▶ **Required action**: Examine the material below. Gather every line in which the string "what" appears.

=== Task input ===

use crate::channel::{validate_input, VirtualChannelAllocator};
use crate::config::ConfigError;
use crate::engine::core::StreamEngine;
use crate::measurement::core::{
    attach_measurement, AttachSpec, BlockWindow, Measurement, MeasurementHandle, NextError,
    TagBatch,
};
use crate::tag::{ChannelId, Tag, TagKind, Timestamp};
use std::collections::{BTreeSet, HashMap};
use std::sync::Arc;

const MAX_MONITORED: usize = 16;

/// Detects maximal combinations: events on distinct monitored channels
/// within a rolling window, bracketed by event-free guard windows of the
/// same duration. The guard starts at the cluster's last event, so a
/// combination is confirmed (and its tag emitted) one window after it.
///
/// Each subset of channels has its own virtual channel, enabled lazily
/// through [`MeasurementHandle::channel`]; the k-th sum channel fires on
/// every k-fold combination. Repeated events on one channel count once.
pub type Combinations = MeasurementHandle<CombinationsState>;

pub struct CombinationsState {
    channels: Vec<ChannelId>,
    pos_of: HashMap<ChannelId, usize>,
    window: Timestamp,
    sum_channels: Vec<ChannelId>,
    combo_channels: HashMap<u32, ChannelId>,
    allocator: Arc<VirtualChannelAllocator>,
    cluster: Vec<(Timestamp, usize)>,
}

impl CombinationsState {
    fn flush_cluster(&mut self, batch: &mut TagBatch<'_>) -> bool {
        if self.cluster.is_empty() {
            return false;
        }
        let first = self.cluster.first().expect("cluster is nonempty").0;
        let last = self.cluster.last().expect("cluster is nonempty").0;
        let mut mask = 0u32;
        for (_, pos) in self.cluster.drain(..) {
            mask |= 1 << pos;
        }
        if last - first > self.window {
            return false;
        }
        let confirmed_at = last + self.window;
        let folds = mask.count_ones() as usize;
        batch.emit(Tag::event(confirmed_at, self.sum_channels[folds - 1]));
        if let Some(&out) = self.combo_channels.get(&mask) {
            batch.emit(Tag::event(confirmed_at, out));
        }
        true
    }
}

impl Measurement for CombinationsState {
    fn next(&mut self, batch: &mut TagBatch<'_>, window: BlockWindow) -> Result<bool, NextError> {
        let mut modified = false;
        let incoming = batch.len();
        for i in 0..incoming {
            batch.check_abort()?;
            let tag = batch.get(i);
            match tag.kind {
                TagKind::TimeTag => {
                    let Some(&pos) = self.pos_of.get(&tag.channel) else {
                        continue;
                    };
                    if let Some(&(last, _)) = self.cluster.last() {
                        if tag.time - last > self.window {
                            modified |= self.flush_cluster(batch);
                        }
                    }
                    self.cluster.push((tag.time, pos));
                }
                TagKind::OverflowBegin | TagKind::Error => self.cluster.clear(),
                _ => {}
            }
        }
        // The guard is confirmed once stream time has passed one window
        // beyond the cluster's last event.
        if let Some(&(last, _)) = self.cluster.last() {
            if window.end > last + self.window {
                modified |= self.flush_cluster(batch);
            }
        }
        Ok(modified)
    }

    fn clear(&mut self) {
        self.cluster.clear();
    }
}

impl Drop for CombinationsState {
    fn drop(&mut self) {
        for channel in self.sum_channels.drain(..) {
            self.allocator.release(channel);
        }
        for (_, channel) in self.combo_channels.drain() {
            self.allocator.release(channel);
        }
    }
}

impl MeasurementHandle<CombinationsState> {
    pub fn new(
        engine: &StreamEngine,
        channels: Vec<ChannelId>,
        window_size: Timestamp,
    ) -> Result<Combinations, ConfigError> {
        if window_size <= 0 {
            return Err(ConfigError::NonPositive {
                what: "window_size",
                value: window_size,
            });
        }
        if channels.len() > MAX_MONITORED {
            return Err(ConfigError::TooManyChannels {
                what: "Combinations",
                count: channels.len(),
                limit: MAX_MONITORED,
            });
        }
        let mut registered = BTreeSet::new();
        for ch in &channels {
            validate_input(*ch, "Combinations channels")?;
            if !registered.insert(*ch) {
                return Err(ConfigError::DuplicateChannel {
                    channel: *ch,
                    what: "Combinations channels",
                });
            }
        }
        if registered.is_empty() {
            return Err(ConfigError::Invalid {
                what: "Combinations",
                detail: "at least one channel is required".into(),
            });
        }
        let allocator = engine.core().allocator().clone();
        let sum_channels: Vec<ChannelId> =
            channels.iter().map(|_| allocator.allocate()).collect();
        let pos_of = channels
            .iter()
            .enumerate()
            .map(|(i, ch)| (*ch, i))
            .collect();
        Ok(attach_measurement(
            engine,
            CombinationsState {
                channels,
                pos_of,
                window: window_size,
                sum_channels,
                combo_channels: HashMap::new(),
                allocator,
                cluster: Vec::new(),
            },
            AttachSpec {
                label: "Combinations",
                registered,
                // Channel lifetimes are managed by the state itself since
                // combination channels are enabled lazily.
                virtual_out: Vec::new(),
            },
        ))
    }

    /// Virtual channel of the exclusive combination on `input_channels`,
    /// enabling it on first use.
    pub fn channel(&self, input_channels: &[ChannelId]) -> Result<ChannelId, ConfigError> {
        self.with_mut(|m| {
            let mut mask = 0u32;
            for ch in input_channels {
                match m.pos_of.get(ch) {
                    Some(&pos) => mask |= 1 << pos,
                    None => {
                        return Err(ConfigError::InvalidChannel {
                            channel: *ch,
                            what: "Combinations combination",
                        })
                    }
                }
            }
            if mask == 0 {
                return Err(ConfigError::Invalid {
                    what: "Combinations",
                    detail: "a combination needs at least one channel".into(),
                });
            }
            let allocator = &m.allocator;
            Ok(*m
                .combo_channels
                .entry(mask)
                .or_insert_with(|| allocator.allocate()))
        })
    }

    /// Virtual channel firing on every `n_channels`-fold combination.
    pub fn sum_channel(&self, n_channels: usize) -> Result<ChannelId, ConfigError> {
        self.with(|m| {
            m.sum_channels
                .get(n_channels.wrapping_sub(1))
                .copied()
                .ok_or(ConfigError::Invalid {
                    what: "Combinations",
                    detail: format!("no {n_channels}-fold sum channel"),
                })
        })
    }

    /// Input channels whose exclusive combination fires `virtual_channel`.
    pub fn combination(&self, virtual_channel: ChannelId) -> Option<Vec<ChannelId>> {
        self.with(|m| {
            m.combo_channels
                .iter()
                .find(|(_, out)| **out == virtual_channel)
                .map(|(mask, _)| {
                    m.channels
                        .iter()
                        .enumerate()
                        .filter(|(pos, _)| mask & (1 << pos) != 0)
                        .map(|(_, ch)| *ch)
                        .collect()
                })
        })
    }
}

===
=== Task input ===

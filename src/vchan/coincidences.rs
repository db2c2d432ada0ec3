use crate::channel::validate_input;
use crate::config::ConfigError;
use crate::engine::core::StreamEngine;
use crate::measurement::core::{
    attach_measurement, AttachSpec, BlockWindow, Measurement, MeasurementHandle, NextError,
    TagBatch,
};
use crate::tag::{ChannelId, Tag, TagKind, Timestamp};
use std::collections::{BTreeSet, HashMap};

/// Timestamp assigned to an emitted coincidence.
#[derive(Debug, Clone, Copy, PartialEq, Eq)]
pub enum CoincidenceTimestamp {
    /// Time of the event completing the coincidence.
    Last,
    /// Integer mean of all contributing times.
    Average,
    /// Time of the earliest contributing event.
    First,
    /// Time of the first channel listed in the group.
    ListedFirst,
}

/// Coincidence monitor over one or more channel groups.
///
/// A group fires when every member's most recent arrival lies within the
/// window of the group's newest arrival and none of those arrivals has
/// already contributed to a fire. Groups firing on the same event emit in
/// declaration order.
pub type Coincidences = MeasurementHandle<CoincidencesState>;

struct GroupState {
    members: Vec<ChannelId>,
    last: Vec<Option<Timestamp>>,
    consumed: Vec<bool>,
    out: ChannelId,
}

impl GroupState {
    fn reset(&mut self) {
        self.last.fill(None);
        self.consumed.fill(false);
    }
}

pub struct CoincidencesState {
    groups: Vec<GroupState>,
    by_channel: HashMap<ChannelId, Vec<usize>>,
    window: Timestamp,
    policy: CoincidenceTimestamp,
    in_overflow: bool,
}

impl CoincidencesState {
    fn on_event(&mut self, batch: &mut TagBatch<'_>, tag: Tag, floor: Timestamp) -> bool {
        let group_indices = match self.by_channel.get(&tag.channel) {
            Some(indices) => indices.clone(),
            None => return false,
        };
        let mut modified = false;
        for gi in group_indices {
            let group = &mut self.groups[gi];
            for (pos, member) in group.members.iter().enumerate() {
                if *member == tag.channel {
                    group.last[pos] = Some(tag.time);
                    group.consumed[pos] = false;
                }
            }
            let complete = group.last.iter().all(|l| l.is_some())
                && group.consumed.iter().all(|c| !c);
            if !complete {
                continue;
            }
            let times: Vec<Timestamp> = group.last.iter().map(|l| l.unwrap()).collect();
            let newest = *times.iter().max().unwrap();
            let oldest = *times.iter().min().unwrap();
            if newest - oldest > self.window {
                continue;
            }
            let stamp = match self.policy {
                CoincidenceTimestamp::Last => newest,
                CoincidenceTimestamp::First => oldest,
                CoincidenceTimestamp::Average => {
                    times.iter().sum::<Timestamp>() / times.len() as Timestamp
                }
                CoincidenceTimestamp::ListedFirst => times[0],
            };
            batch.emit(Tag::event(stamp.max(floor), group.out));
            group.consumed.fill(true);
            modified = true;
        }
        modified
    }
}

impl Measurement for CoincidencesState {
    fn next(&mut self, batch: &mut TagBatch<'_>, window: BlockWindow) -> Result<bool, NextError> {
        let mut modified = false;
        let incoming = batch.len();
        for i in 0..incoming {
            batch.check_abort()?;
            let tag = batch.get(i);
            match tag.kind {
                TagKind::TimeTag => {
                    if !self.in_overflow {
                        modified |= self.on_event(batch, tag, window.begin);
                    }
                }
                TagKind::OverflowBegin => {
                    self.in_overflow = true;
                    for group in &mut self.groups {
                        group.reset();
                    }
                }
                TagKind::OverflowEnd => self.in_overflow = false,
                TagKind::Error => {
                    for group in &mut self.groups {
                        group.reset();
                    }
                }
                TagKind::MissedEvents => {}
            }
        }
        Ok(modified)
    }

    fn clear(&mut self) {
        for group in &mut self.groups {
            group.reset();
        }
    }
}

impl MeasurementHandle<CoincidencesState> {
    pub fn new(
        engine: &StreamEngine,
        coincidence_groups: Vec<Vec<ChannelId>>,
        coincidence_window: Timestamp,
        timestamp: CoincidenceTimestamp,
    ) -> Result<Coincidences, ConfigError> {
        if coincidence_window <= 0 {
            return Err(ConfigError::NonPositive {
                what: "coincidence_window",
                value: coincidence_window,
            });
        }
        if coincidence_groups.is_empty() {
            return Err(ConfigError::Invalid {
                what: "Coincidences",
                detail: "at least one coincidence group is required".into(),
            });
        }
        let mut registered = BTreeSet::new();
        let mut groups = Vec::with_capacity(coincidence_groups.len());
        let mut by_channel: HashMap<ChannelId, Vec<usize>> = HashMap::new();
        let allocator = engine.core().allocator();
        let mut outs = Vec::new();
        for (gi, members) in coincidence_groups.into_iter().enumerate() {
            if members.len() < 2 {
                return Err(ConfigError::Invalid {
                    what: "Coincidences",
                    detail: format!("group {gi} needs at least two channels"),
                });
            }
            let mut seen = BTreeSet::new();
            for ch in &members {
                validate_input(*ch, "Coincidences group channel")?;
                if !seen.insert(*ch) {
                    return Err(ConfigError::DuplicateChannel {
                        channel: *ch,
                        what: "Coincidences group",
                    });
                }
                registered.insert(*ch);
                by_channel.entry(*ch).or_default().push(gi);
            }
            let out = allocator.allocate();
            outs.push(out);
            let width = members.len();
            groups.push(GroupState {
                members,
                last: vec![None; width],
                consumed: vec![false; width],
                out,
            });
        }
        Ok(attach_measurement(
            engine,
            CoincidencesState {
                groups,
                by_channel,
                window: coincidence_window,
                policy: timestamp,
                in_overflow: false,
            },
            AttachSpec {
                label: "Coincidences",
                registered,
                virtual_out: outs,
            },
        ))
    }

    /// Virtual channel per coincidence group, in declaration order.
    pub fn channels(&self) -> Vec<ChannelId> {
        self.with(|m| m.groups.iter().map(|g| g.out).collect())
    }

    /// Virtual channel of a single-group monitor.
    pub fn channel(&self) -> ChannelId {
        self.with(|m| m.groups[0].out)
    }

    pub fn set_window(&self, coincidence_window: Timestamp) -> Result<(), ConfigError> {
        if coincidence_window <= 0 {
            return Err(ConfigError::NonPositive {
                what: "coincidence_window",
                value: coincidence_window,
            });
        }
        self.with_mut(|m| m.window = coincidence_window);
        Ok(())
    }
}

===
=== Task input ===

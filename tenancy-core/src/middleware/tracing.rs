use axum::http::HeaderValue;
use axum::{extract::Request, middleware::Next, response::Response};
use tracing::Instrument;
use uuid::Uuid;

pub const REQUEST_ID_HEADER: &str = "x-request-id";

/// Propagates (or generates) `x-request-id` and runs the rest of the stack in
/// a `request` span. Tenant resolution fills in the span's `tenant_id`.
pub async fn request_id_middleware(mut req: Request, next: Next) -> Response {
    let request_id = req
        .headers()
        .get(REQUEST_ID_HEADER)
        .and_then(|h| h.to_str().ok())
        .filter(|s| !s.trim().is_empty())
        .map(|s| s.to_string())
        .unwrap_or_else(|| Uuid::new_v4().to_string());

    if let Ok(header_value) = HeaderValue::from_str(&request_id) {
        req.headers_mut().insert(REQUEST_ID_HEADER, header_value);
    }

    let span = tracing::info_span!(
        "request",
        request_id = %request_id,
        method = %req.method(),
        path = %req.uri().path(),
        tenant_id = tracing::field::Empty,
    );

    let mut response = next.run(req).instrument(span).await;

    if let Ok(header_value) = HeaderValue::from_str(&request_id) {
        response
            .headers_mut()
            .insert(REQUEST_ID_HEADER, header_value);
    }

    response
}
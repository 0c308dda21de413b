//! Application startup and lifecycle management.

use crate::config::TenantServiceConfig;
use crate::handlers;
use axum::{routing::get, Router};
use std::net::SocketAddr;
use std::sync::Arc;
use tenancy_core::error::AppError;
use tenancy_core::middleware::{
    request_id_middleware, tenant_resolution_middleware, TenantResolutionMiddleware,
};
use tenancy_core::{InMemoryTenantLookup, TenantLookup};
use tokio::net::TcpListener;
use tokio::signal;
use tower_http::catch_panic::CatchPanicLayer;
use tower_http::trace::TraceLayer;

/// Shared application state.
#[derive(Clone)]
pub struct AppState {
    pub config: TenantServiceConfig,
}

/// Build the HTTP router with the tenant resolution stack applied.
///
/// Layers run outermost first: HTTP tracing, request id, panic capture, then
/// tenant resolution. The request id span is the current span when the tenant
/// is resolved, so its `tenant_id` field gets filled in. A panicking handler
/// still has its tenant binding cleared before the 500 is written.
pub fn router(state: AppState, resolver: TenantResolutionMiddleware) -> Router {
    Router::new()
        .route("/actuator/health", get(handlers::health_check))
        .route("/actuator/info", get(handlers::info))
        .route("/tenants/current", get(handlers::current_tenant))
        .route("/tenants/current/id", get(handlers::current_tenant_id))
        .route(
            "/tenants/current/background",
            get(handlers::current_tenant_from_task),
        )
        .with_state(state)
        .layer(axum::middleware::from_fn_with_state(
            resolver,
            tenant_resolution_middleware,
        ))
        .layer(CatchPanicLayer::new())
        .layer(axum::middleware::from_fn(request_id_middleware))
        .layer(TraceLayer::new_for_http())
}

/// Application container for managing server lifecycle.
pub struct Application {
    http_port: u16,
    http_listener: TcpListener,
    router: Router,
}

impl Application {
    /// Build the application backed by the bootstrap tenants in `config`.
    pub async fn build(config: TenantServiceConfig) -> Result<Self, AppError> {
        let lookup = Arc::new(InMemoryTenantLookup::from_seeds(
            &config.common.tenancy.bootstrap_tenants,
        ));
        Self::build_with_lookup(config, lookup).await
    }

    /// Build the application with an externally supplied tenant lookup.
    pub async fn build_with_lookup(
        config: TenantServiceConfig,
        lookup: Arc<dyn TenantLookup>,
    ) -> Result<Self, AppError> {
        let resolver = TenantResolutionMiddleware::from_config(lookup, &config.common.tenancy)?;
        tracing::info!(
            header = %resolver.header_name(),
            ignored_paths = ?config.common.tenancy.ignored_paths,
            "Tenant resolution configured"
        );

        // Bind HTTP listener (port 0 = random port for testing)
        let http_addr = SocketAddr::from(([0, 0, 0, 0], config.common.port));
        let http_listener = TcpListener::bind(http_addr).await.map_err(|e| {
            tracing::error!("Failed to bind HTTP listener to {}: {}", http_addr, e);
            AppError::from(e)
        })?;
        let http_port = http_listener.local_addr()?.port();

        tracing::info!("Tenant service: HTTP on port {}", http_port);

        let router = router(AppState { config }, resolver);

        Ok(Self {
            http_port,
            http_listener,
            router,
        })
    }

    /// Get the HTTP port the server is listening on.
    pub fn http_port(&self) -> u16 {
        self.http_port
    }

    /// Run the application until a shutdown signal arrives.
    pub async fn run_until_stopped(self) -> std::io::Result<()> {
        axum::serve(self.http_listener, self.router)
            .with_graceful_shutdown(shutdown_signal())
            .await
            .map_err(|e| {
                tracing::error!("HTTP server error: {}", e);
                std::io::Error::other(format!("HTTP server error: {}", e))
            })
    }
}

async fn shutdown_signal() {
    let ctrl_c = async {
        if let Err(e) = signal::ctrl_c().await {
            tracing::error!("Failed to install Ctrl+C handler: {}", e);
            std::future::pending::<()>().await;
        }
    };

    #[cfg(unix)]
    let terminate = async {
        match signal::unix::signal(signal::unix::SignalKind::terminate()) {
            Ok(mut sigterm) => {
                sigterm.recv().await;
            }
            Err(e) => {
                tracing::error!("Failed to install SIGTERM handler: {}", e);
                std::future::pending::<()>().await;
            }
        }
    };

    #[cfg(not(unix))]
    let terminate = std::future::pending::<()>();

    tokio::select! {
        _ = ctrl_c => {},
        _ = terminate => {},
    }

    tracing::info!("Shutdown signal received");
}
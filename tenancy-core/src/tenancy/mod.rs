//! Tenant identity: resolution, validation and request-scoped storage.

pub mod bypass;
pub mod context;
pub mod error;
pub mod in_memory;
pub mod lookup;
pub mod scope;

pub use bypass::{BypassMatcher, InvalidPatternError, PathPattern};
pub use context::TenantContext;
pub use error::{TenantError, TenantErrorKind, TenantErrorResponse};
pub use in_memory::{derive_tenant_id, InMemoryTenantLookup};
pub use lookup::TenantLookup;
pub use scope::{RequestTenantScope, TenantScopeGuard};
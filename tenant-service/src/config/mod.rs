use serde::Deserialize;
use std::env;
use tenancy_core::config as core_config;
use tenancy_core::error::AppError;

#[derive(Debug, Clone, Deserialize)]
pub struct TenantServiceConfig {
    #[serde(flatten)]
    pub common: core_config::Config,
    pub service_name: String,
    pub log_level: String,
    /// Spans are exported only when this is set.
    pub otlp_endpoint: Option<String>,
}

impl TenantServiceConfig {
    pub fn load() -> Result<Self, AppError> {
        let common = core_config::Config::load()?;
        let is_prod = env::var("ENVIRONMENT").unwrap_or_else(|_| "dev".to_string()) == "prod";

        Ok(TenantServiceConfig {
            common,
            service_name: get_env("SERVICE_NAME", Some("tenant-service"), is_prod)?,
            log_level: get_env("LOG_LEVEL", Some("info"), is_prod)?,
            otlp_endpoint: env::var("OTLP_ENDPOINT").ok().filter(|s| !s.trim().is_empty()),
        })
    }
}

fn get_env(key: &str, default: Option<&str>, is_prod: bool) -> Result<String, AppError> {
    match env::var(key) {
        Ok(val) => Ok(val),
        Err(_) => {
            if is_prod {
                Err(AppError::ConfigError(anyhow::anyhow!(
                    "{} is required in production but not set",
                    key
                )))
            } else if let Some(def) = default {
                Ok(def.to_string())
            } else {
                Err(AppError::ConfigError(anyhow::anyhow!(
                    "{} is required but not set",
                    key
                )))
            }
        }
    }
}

===

▶ **Finished task**:
                what: "window_size",
                what: "Combinations",
                    what: "Combinations channels",
                what: "Combinations",
                            what: "Combinations combination",
                    what: "Combinations",
                    what: "Combinations",
                what: "coincidence_window",
                what: "Coincidences",
                    what: "Coincidences",
                        what: "Coincidences group",
                what: "coincidence_window",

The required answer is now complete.